◆ DATA SECTION ◆
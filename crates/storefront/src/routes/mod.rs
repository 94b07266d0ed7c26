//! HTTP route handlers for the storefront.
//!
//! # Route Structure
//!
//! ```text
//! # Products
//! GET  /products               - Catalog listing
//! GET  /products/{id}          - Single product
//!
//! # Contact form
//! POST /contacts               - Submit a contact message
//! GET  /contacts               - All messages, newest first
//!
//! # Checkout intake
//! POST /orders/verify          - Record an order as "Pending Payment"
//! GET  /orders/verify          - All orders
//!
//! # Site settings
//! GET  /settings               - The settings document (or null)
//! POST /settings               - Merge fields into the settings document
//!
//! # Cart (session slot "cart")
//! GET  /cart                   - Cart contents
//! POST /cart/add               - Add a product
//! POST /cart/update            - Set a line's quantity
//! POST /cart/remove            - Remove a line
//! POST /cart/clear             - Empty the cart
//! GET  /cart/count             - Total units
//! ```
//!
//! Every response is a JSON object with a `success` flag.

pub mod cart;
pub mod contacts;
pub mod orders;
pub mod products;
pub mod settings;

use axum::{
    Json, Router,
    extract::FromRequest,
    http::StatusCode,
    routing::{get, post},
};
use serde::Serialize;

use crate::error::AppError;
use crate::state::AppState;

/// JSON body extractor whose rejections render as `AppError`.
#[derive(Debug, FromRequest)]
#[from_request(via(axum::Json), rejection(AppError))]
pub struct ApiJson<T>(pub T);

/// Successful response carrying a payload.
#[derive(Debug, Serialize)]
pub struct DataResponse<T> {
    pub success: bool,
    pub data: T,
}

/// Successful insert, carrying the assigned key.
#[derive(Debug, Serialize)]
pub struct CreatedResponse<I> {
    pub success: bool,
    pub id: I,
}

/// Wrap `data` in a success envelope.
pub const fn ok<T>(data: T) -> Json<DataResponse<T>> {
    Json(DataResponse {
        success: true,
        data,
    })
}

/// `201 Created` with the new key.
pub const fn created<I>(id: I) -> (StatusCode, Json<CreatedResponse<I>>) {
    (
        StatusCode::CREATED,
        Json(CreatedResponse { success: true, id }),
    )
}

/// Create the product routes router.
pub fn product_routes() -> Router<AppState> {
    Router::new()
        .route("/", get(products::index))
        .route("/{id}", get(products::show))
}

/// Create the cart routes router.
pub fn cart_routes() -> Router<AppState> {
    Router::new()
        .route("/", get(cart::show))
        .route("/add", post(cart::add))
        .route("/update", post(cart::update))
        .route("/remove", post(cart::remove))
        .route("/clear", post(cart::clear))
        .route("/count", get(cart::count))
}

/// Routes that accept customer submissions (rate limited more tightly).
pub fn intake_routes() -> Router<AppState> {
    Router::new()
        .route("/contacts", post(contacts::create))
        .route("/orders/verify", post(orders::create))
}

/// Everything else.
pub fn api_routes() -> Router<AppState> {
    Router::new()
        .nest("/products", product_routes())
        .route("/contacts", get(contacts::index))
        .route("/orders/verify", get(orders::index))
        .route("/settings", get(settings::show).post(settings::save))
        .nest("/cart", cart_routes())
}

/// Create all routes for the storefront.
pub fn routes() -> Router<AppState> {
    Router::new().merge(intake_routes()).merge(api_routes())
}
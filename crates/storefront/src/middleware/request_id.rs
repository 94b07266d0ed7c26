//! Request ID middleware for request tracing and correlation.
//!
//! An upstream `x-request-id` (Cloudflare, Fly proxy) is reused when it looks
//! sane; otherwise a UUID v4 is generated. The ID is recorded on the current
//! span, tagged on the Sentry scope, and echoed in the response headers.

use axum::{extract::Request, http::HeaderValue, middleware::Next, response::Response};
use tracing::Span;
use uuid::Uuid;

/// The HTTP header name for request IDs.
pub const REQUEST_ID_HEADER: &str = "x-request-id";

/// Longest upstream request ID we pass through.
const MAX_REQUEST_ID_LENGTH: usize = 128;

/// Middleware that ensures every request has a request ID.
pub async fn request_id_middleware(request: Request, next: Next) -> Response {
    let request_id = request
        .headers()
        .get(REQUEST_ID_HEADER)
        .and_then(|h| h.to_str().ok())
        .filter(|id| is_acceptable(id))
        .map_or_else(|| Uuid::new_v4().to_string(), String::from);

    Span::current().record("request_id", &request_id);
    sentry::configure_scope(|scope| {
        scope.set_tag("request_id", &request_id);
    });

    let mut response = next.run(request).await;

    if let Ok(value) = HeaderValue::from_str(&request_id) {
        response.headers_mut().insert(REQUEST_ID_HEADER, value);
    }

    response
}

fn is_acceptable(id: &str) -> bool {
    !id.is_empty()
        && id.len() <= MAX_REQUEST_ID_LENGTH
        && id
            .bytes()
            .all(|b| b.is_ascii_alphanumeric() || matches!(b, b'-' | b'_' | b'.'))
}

◆ DIRECTIONS FOR THIS TASK ◆
All entries are to be output exactly as they stand.

◆ RESPONSE TO THIS TASK ◆
filename crates/storefront/src/routes/mod.rs
repository 94b07266d0ed7c26
//! HTTP route handlers for the storefront.
//!
//! # Route Structure
//!
//! ```text
//! # Products
//! GET  /products               - Catalog listing
//! GET  /products/{id}          - Single product
//!
//! # Contact form
//! POST /contacts               - Submit a contact message
//! GET  /contacts               - All messages, newest first
//!
//! # Checkout intake
//! POST /orders/verify          - Record an order as "Pending Payment"
//! GET  /orders/verify          - All orders
//!
//! # Site settings
//! GET  /settings               - The settings document (or null)
//! POST /settings               - Merge fields into the settings document
//!
//! # Cart (session slot "cart")
//! GET  /cart                   - Cart contents
//! POST /cart/add               - Add a product
//! POST /cart/update            - Set a line's quantity
//! POST /cart/remove            - Remove a line
//! POST /cart/clear             - Empty the cart
//! GET  /cart/count             - Total units
//! ```
//!
//! Every response is a JSON object with a `success` flag.

pub mod cart;
pub mod contacts;
pub mod orders;
pub mod products;
pub mod settings;

use axum::{
    Json, Router,
    extract::FromRequest,
    http::StatusCode,
    routing::{get, post},
};
use serde::Serialize;

use crate::error::AppError;
use crate::state::AppState;

/// JSON body extractor whose rejections render as `AppError`.
#[derive(Debug, FromRequest)]
#[from_request(via(axum::Json), rejection(AppError))]
pub struct ApiJson<T>(pub T);

/// Successful response carrying a payload.
#[derive(Debug, Serialize)]
pub struct DataResponse<T> {
    pub success: bool,
    pub data: T,
}

/// Successful insert, carrying the assigned key.
#[derive(Debug, Serialize)]
pub struct CreatedResponse<I> {
    pub success: bool,
    pub id: I,
}

/// Wrap `data` in a success envelope.
pub const fn ok<T>(data: T) -> Json<DataResponse<T>> {
    Json(DataResponse {
        success: true,
        data,
    })
}

/// `201 Created` with the new key.
pub const fn created<I>(id: I) -> (StatusCode, Json<CreatedResponse<I>>) {
    (
        StatusCode::CREATED,
        Json(CreatedResponse { success: true, id }),
    )
}

/// Create the product routes router.
pub fn product_routes() -> Router<AppState> {
    Router::new()
        .route("/", get(products::index))
        .route("/{id}", get(products::show))
}

/// Create the cart routes router.
pub fn cart_routes() -> Router<AppState> {
    Router::new()
        .route("/", get(cart::show))
        .route("/add", post(cart::add))
        .route("/update", post(cart::update))
        .route("/remove", post(cart::remove))
        .route("/clear", post(cart::clear))
        .route("/count", get(cart::count))
}

/// Routes that accept customer submissions (rate limited more tightly).
pub fn intake_routes() -> Router<AppState> {
    Router::new()
        .route("/contacts", post(contacts::create))
        .route("/orders/verify", post(orders::create))
}

/// Everything else.
pub fn api_routes() -> Router<AppState> {
    Router::new()
        .nest("/products", product_routes())
        .route("/contacts", get(contacts::index))
        .route("/orders/verify", get(orders::index))
        .route("/settings", get(settings::show).post(settings::save))
        .nest("/cart", cart_routes())
}

/// Create all routes for the storefront.
pub fn routes() -> Router<AppState> {
    Router::new().merge(intake_routes()).merge(api_routes())
}
filename crates/storefront/src/middleware/request_id.rs
repository 94b07266d0ed7c26
//! Request ID middleware for request tracing and correlation.
//!
//! An upstream `x-request-id` (Cloudflare, Fly proxy) is reused when it looks
//! sane; otherwise a UUID v4 is generated. The ID is recorded on the current
//! span, tagged on the Sentry scope, and echoed in the response headers.

use axum::{extract::Request, http::HeaderValue, middleware::Next, response::Response};
use tracing::Span;
use uuid::Uuid;

/// The HTTP header name for request IDs.
pub const REQUEST_ID_HEADER: &str = "x-request-id";

/// Longest upstream request ID we pass through.
const MAX_REQUEST_ID_LENGTH: usize = 128;

/// Middleware that ensures every request has a request ID.
pub async fn request_id_middleware(request: Request, next: Next) -> Response {
    let request_id = request
        .headers()
        .get(REQUEST_ID_HEADER)
        .and_then(|h| h.to_str().ok())
        .filter(|id| is_acceptable(id))
        .map_or_else(|| Uuid::new_v4().to_string(), String::from);

    Span::current().record("request_id", &request_id);
    sentry::configure_scope(|scope| {
        scope.set_tag("request_id", &request_id);
    });

    let mut response = next.run(request).await;

    if let Ok(value) = HeaderValue::from_str(&request_id) {
        response.headers_mut().insert(REQUEST_ID_HEADER, value);
    }

    response
}

fn is_acceptable(id: &str) -> bool {
    !id.is_empty()
        && id.len() <= MAX_REQUEST_ID_LENGTH
        && id
            .bytes()
            .all(|b| b.is_ascii_alphanumeric() || matches!(b, b'-' | b'_' | b'.'))
}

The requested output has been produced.